Alex Cameron : Pour moi le véritable succès est de réussir à garder une cohérence, jour après jour. Dans la manière de faire des concerts, de travailler. Plus on abat de travail, plus on touche au succès. Oui pour moi ça n’a rien à voir avec le fait d’avoir de l’argent ou de jouer devant des milliers de personnes. C’est vraiment la cohérence : si on joue bien devant un public à l’écoute, si on travaille bien, ça c’est un vrai succès. Il s’agit de se sentir bien avec toutes ces choses, l’argent arrive après.
Supersonic : Si je me souviens bien, ce n’est pas la première fois que tu joues pour Pitchfork..
Alex Cameron : C’est vrai, j’ai joué ici il y a 2 ans pour l’after-party.
Supersonic : Suite à ce concert Foxygen t’a embarqué pour une énorme tournée américaine : 30 concerts en 1 mois..
Alex Cameron : Oui, c’est ça, on a fait un sacré paquet de concerts avec eux.
Supersonic : Et suite à cette tournée tu as (enfin) signé sur un label, chez Secretly Canadian.. Tout a commencé ici en fait ?
Alex Cameron : Oui, c’est vrai, tout a commencé à cette soirée du Pitchork, à Paris.
Supersonic : Et maintenant tu reviens dans ce festival, avec un tout nouveau statut. La boucle est bouclée ?
Alex Cameron : Non ça n’est pas ça, la boucle avait déjà commencé avant et elle ne fait que continuer, dans le bon sens. Une étincelle s’est allumée il y a deux ans et il s’agit de la faire durer le plus longtemps possible.
Supersonic : Mais tu n’es toujours pas dans le programme central du Pitchfork..

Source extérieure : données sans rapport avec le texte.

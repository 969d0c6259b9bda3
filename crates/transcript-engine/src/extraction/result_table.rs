//! Parse the portal's result page into identity fields and course rows.
//!
//! The page has one `table.table.tab-content` holding both the student's
//! identity rows and the course grid. Column positions of the grid are
//! fixed by the portal layout:
//!
//! | col | content       |
//! |-----|---------------|
//! | 1   | semester      |
//! | 3   | course code   |
//! | 5   | credit hours  |
//! | 10  | total marks   |
//! | 11  | grade         |

use crate::error::EngineError;
use crate::model::{CourseAttempt, RegistrationNumber};
use regex::Regex;
use scraper::{ElementRef, Html, Selector};
use std::sync::OnceLock;
use tracing::debug;

/// CSS selector for the result container.
pub const RESULT_CONTAINER_SELECTOR: &str = ".table.tab-content";

/// A course row needs more than this many cells.
const MIN_ROW_CELLS: usize = 11;

const COL_SEMESTER: usize = 1;
const COL_COURSE_CODE: usize = 3;
const COL_CREDIT_HOURS: usize = 5;
const COL_OBTAINED_MARKS: usize = 10;
const COL_GRADE: usize = 11;

/// Identity and course rows lifted from a result page.
#[derive(Debug, Clone, PartialEq, Eq)]
pub struct ParsedResult {
    pub student_name: String,
    pub registration_no: String,
    pub attempts: Vec<CourseAttempt>,
}

struct Selectors {
    container: Selector,
    row: Selector,
    cell: Selector,
}

fn selectors() -> &'static Selectors {
    static SELECTORS: OnceLock<Selectors> = OnceLock::new();
    SELECTORS.get_or_init(|| Selectors {
        container: Selector::parse(RESULT_CONTAINER_SELECTOR).expect("container selector is valid"),
        row: Selector::parse("tr").expect("row selector is valid"),
        cell: Selector::parse("td").expect("cell selector is valid"),
    })
}

struct Patterns {
    registration: Regex,
    name_label: Regex,
    next_label: Regex,
}

fn patterns() -> &'static Patterns {
    static PATTERNS: OnceLock<Patterns> = OnceLock::new();
    PATTERNS.get_or_init(|| Patterns {
        registration: Regex::new(r"(?i)Registration\s*#\s*:?\s*([^\s:]+)")
            .expect("registration regex is valid"),
        name_label: Regex::new(r"(?i)Student\s+Full\s+Name\s*:?").expect("name regex is valid"),
        // The course grid header starts "Sr Semester ...", so stop there too.
        next_label: Regex::new(
            r"(?i)\bRegistration\b|Student\s+Full\s+Name|\bSr\b\.?\s+Semester\b|\bSemester\b",
        )
        .expect("label regex is valid"),
    })
}

/// Whether the page contains a result container at all.
pub fn has_result_table(html: &str) -> bool {
    let document = Html::parse_document(html);
    document.select(&selectors().container).next().is_some()
}

/// Parse a result page.
///
/// `submitted` is used as the registration number when the page does not
/// print one.
pub fn parse_result_page(
    html: &str,
    submitted: &RegistrationNumber,
) -> Result<ParsedResult, EngineError> {
    let document = Html::parse_document(html);
    let sel = selectors();

    let container = document
        .select(&sel.container)
        .next()
        .ok_or(EngineError::NoResultTable)?;

    let text = element_text(&container);
    let student_name = extract_student_name(&text);
    if student_name.is_empty() {
        return Err(EngineError::InvalidRegistration);
    }
    let registration_no =
        extract_registration_no(&text).unwrap_or_else(|| submitted.as_str().to_string());

    let mut attempts = Vec::new();
    let mut skipped = 0usize;
    for row in container.select(&sel.row).skip(1) {
        let cells: Vec<String> = row.select(&sel.cell).map(|c| element_text(&c)).collect();
        match course_from_cells(&cells) {
            Some(attempt) if attempt.is_pass_only() => skipped += 1,
            Some(attempt) => attempts.push(attempt),
            None => skipped += 1,
        }
    }

    debug!(
        registration_no = %registration_no,
        courses = attempts.len(),
        skipped,
        "parsed result table"
    );

    Ok(ParsedResult {
        student_name,
        registration_no,
        attempts,
    })
}

/// Build a course attempt from one row's cell texts, if it is a course row.
pub fn course_from_cells(cells: &[String]) -> Option<CourseAttempt> {
    if cells.len() <= MIN_ROW_CELLS {
        return None;
    }
    Some(CourseAttempt {
        semester: cells[COL_SEMESTER].clone(),
        course_code: cells[COL_COURSE_CODE].clone(),
        credit_hours: leading_int(&cells[COL_CREDIT_HOURS]),
        obtained_marks: leading_int(&cells[COL_OBTAINED_MARKS]),
        grade: cells[COL_GRADE].clone(),
    })
}

/// Text following "Student Full Name" up to the next label or end of text.
pub fn extract_student_name(text: &str) -> String {
    let p = patterns();
    let Some(label) = p.name_label.find(text) else {
        return String::new();
    };
    let rest = &text[label.end()..];
    let end = p
        .next_label
        .find(rest)
        .map(|m| m.start())
        .unwrap_or(rest.len());
    rest[..end].trim().to_string()
}

/// First token following "Registration #".
pub fn extract_registration_no(text: &str) -> Option<String> {
    patterns()
        .registration
        .captures(text)
        .and_then(|c| c.get(1))
        .map(|m| m.as_str().to_string())
}

/// Leading decimal digits of `text`, or 0. `"3(2-1)"` reads as 3.
/// Runs too long for `u32` saturate.
fn leading_int(text: &str) -> u32 {
    let trimmed = text.trim();
    let end = trimmed
        .find(|c: char| !c.is_ascii_digit())
        .unwrap_or(trimmed.len());
    let digits = &trimmed[..end];
    if digits.is_empty() {
        return 0;
    }
    digits.parse().unwrap_or_else(|_| {
        debug!(cell = trimmed, "numeric cell overflows u32, saturating");
        u32::MAX
    })
}

/// Element text with whitespace runs collapsed to single spaces.
fn element_text(el: &ElementRef<'_>) -> String {
    el.text()
        .collect::<Vec<_>>()
        .join(" ")
        .split_whitespace()
        .collect::<Vec<_>>()
        .join(" ")
}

Alex Cameron : C’est vrai mais on s’en fiche, on est déjà très contents d’être là où on est tu sais. Ce qui compte encore une fois c’est de bien travailler, qu’importe la taille de l’audience.
Supersonic : Cet album que tu ressors chez Secretly Candian deux ans après est auto-biographique ? Il raconte ton histoire ?
Alex Cameron : C’est vrai..
Supersonic : Il raconte ton combat pour réussir dans l’industrie de la musique ?
Alex Cameron : Hum, je pense que c’est plus une réflexion sur comment je me sentais durant toutes ces années. Le but ici n’est pas de dépeindre à l’identique ma vie dans l’industrie de la musique ; c’est plus le résultat artistique des émotions que j’ai ressenti dans ces moments là. C’est plus centré sur moi et sur mes émotions que sur une critique du show-business. Je n’ai pas d’opinions sur comment celui-ci marche..
Supersonic : En revanche toutes tes chansons racontent ta vie ?
Alex Cameron : Non j’écris des personnages en me basant sur des choses que je vois et que je ressens. La manière dont je réagis aux situations que je vis.. Tout ça participe de mon processus d’écriture de chansons.
Supersonic : Tu devrais garder les droits de ton histoire avant qu’un réalisateur ne les volent..
Alex Cameron : (rires) Tu crois ?
Supersonic : Oui, toutes ces années où tu as galéré avant de signer chez Secretly Canadian.. « Jumpin The Shark », c’est ça ? Esquiver les requins de l’industrie de la musique ?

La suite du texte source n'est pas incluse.